==== Supplied information

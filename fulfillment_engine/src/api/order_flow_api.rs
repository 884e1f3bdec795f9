use std::{collections::BTreeMap, fmt::Debug};

use chrono::{DateTime, NaiveDateTime, Utc};
use fulfillment_common::Paise;
use log::*;

use crate::{
    api::{
        order_objects::{OrderDetails, PlacedOrder, TimeoutReport},
        require_role,
        slot_api::SlotRules,
        sync_wallets,
        FulfillmentPolicy,
    },
    db_types::{
        Actor,
        AddressSnapshot,
        Cancellation,
        CancellationReason,
        FulfillmentStatus,
        NewOrder,
        NewOrderItem,
        Order,
        OrderItem,
        Role,
    },
    events::{EventProducers, ItemEscalatedEvent, ItemStatusChangedEvent, OrderPlacedEvent},
    lifecycle::check_transition,
    traits::{CancelOutcome, FulfillmentDatabase, FulfillmentError, ItemUpdated, ItemsUpdated},
};

/// `OrderFlowApi` places orders and moves their items through the fulfillment lifecycle on behalf of customers,
/// vendors, delivery partners and the confirmation timeout worker.
///
/// Every status change is delegated to the backend as a compare-and-set against the status the item was read in.
/// If another request changed the item in between, the call fails with [`FulfillmentError::Conflict`] rather than
/// overwriting that change.
pub struct OrderFlowApi<B> {
    db: B,
    producers: EventProducers,
    policy: FulfillmentPolicy,
}

impl<B> Debug for OrderFlowApi<B> {
    fn fmt(&self, f: &mut std::fmt::Formatter<'_>) -> std::fmt::Result {
        write!(f, "OrderFlowApi ({:?})", self.policy)
    }
}

impl<B> OrderFlowApi<B> {
    pub fn new(db: B, producers: EventProducers) -> Self {
        Self { db, producers, policy: FulfillmentPolicy::default() }
    }

    pub fn with_policy(mut self, policy: FulfillmentPolicy) -> Self {
        self.policy = policy;
        self
    }

    pub fn policy(&self) -> &FulfillmentPolicy {
        &self.policy
    }

    pub fn db(&self) -> &B {
        &self.db
    }
}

========

:: What is expected ::
Please return all of the entries shown above, exactly as they stand.

:: Answer section ::
filename fulfillment_engine/src/api/order_flow_api.rs
repository 884e1f3bdec795f9
use std::{collections::BTreeMap, fmt::Debug};

use chrono::{DateTime, NaiveDateTime, Utc};
use fulfillment_common::Paise;
use log::*;

use crate::{
    api::{
        order_objects::{OrderDetails, PlacedOrder, TimeoutReport},
        require_role,
        slot_api::SlotRules,
        sync_wallets,
        FulfillmentPolicy,
    },
    db_types::{
        Actor,
        AddressSnapshot,
        Cancellation,
        CancellationReason,
        FulfillmentStatus,
        NewOrder,
        NewOrderItem,
        Order,
        OrderItem,
        Role,
    },
    events::{EventProducers, ItemEscalatedEvent, ItemStatusChangedEvent, OrderPlacedEvent},
    lifecycle::check_transition,
    traits::{CancelOutcome, FulfillmentDatabase, FulfillmentError, ItemUpdated, ItemsUpdated},
};

/// `OrderFlowApi` places orders and moves their items through the fulfillment lifecycle on behalf of customers,
/// vendors, delivery partners and the confirmation timeout worker.
///
/// Every status change is delegated to the backend as a compare-and-set against the status the item was read in.
/// If another request changed the item in between, the call fails with [`FulfillmentError::Conflict`] rather than
/// overwriting that change.
pub struct OrderFlowApi<B> {
    db: B,
    producers: EventProducers,
    policy: FulfillmentPolicy,
}

impl<B> Debug for OrderFlowApi<B> {
    fn fmt(&self, f: &mut std::fmt::Formatter<'_>) -> std::fmt::Result {
        write!(f, "OrderFlowApi ({:?})", self.policy)
    }
}

impl<B> OrderFlowApi<B> {
    pub fn new(db: B, producers: EventProducers) -> Self {
        Self { db, producers, policy: FulfillmentPolicy::default() }
    }

    pub fn with_policy(mut self, policy: FulfillmentPolicy) -> Self {
        self.policy = policy;
        self
    }

    pub fn policy(&self) -> &FulfillmentPolicy {
        &self.policy
    }

    pub fn db(&self) -> &B {
        &self.db
    }
}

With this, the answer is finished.